Dataset entries:
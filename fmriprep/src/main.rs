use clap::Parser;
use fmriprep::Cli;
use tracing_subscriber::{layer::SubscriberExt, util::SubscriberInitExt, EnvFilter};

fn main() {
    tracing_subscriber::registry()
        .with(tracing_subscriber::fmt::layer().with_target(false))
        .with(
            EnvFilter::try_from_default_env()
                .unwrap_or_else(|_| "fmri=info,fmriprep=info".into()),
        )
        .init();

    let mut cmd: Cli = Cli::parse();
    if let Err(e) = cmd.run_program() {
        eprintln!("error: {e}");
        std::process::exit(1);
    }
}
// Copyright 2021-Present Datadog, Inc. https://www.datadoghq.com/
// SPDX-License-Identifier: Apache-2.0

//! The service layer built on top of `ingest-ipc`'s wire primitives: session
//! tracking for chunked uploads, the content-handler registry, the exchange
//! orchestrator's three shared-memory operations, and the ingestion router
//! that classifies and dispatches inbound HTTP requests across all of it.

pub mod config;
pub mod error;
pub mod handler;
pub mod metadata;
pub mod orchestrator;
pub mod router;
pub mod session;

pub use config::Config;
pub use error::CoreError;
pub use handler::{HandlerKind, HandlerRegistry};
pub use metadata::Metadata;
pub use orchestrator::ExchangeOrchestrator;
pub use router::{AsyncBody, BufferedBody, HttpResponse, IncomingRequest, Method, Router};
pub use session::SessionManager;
==
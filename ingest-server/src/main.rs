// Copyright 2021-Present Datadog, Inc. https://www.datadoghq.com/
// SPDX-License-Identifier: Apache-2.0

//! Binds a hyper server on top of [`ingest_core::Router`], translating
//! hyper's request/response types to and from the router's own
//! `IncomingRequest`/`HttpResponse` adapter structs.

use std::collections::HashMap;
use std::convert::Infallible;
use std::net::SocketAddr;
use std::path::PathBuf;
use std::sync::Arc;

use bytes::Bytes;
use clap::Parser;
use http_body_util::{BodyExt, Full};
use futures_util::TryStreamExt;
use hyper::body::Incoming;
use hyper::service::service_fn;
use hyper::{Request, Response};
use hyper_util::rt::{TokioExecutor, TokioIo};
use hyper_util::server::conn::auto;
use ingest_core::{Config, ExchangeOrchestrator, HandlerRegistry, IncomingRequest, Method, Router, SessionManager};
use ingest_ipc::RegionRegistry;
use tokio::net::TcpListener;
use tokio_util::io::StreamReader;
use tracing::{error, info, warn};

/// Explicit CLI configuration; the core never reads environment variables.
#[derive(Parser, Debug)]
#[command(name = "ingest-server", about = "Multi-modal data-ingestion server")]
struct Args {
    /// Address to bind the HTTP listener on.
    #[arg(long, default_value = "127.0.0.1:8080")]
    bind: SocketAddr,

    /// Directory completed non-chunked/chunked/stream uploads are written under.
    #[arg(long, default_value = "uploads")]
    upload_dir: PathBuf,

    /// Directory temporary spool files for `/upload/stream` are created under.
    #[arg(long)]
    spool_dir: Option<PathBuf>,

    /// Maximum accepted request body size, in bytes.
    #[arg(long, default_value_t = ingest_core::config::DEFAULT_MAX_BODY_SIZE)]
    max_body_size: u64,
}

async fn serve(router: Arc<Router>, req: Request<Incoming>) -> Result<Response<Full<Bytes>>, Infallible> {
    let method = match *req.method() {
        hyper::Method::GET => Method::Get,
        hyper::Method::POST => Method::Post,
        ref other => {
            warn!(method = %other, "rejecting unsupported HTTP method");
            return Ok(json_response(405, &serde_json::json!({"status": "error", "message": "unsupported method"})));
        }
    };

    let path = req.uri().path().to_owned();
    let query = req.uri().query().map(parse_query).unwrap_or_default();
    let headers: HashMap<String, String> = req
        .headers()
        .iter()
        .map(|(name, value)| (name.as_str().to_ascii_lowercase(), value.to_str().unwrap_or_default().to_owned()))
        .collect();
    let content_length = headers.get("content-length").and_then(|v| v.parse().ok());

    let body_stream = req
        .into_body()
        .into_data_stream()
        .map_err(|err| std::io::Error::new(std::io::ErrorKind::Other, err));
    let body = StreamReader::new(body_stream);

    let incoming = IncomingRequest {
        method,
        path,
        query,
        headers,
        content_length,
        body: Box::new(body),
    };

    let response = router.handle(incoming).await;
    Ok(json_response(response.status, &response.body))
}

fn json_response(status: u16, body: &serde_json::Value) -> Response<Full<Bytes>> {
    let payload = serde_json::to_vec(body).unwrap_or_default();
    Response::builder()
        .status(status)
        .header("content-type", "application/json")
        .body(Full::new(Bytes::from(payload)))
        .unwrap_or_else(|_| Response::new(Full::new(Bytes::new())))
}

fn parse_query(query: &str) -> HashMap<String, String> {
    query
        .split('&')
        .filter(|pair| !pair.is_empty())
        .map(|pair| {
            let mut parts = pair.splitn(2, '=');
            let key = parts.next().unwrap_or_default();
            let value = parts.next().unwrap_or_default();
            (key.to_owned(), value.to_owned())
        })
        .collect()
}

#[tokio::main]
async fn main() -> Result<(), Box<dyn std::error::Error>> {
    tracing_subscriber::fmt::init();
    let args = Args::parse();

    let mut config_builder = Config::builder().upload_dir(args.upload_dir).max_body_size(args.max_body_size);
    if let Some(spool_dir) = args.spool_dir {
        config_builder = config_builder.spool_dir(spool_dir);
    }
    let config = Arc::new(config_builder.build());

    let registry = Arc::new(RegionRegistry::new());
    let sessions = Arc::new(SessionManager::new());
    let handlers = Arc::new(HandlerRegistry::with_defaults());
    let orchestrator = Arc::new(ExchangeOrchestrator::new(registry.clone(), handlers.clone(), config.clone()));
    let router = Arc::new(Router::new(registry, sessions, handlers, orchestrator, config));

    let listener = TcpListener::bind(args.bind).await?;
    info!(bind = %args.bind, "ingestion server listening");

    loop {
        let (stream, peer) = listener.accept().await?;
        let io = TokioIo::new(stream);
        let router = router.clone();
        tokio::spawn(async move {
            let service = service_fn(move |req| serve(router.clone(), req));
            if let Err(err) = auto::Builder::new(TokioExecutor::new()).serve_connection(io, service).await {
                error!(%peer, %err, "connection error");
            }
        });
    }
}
...
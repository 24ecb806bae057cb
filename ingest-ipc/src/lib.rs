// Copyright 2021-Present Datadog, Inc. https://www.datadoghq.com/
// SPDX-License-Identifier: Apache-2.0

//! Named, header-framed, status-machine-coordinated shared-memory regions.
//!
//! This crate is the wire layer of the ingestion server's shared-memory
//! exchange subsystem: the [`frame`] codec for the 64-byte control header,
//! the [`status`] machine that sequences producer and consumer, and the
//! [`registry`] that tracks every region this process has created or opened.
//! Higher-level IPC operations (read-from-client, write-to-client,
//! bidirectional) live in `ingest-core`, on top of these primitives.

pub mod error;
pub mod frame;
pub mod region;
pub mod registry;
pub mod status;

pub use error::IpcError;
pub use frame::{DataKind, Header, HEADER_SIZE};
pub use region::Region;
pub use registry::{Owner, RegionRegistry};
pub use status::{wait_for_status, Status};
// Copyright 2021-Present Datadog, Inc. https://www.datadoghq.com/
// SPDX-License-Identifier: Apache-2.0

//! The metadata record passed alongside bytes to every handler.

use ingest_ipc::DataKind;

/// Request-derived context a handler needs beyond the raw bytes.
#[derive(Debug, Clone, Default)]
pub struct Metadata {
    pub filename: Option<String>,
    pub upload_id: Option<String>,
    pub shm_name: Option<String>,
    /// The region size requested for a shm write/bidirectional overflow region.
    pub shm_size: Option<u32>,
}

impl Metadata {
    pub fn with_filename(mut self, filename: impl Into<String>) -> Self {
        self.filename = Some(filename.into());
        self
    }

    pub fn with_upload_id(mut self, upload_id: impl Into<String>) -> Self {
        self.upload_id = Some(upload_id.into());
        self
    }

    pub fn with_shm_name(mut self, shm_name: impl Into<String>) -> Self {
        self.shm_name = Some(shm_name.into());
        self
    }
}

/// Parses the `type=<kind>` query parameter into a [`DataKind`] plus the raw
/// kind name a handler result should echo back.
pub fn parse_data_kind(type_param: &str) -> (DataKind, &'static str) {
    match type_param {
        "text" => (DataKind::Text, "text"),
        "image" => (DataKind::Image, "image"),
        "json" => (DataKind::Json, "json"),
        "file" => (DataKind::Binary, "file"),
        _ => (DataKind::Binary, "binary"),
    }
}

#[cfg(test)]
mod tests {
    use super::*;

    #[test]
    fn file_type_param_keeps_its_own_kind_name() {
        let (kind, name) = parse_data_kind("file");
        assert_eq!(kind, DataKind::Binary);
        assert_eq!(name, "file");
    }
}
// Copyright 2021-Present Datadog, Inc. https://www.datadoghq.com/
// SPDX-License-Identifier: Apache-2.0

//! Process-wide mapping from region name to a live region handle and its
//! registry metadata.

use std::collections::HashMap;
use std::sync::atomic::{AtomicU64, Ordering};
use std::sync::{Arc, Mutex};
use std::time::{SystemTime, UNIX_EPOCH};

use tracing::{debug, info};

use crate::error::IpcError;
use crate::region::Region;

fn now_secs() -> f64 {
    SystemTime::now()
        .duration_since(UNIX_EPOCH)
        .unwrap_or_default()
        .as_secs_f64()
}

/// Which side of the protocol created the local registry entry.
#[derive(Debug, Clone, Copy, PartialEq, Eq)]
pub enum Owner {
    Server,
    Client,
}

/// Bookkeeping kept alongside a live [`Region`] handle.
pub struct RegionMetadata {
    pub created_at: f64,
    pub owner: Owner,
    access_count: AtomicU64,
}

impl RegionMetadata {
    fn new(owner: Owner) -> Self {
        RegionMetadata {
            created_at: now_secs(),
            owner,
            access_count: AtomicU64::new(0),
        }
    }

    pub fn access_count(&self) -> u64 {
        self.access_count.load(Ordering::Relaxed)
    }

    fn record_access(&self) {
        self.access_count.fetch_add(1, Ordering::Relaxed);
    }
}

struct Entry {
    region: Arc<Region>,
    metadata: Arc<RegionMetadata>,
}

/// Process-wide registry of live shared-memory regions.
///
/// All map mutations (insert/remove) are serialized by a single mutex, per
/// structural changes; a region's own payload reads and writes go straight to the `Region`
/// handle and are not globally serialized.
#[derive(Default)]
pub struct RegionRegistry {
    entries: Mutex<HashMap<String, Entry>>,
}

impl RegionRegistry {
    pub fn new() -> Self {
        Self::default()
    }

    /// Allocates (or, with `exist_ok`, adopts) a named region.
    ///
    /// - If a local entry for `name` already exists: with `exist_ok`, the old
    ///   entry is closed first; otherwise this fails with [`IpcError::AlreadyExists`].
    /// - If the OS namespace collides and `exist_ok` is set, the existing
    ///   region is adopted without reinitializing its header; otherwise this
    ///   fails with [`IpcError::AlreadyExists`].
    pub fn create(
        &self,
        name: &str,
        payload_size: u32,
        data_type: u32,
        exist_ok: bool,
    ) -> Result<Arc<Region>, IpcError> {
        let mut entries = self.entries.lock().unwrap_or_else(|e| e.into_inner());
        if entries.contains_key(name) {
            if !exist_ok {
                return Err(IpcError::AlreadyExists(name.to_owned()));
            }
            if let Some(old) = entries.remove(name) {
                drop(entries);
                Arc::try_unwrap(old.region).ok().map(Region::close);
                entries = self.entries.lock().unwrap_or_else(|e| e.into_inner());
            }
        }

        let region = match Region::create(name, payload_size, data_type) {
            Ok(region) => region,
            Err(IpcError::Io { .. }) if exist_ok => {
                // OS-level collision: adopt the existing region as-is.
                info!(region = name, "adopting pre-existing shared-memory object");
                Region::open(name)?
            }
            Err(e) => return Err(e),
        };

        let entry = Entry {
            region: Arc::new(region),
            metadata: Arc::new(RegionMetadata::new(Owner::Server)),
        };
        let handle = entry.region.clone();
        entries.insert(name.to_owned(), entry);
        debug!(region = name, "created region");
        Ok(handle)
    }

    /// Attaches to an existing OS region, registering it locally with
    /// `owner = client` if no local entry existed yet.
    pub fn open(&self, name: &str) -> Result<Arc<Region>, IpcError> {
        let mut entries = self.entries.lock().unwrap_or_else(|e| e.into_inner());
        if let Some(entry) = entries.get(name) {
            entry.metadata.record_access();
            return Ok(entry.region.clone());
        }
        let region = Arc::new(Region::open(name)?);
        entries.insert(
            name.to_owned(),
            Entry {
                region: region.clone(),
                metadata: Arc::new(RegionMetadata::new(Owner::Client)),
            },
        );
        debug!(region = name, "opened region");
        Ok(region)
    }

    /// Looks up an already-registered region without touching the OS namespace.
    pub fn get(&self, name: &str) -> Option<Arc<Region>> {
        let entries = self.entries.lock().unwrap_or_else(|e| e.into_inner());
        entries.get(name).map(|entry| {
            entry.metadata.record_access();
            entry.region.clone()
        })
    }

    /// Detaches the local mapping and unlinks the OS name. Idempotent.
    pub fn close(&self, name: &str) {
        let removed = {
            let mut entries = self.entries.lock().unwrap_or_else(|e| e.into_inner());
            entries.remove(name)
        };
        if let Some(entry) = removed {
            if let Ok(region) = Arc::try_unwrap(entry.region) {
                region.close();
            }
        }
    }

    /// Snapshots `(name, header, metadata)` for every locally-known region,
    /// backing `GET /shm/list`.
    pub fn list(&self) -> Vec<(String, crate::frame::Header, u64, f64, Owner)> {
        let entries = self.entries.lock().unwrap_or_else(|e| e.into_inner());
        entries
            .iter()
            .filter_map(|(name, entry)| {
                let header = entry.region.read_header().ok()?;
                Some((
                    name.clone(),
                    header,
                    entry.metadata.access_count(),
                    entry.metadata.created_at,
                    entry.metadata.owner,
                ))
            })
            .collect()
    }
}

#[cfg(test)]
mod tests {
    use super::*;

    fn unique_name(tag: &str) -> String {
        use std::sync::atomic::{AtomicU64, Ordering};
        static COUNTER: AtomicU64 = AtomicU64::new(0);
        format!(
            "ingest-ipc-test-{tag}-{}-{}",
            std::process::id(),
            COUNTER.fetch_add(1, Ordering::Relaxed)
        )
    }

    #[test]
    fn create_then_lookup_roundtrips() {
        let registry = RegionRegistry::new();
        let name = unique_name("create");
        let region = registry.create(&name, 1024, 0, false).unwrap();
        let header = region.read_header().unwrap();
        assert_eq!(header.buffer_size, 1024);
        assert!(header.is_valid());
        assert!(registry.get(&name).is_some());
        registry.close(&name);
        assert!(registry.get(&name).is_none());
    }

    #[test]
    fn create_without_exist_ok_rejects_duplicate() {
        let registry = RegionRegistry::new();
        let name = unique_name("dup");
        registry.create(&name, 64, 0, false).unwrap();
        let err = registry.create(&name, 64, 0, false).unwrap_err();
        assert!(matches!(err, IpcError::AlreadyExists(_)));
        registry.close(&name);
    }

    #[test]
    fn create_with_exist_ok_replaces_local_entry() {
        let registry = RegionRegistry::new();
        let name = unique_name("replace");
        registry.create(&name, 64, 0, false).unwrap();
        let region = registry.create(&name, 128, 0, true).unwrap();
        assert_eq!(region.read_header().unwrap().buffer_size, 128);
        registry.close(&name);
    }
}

Exercise brief:
In the entries above, find the line with "if let Some(old)" and the line with "entries.insert(name.to_owned(), entry);", then restate word for word both of them and every line between, with nothing more.

Result:
            if let Some(old) = entries.remove(name) {
                drop(entries);
                Arc::try_unwrap(old.region).ok().map(Region::close);
                entries = self.entries.lock().unwrap_or_else(|e| e.into_inner());
            }
        }

        let region = match Region::create(name, payload_size, data_type) {
            Ok(region) => region,
            Err(IpcError::Io { .. }) if exist_ok => {
                // OS-level collision: adopt the existing region as-is.
                info!(region = name, "adopting pre-existing shared-memory object");
                Region::open(name)?
            }
            Err(e) => return Err(e),
        };

        let entry = Entry {
            region: Arc::new(region),
            metadata: Arc::new(RegionMetadata::new(Owner::Server)),
        };
        let handle = entry.region.clone();
        entries.insert(name.to_owned(), entry);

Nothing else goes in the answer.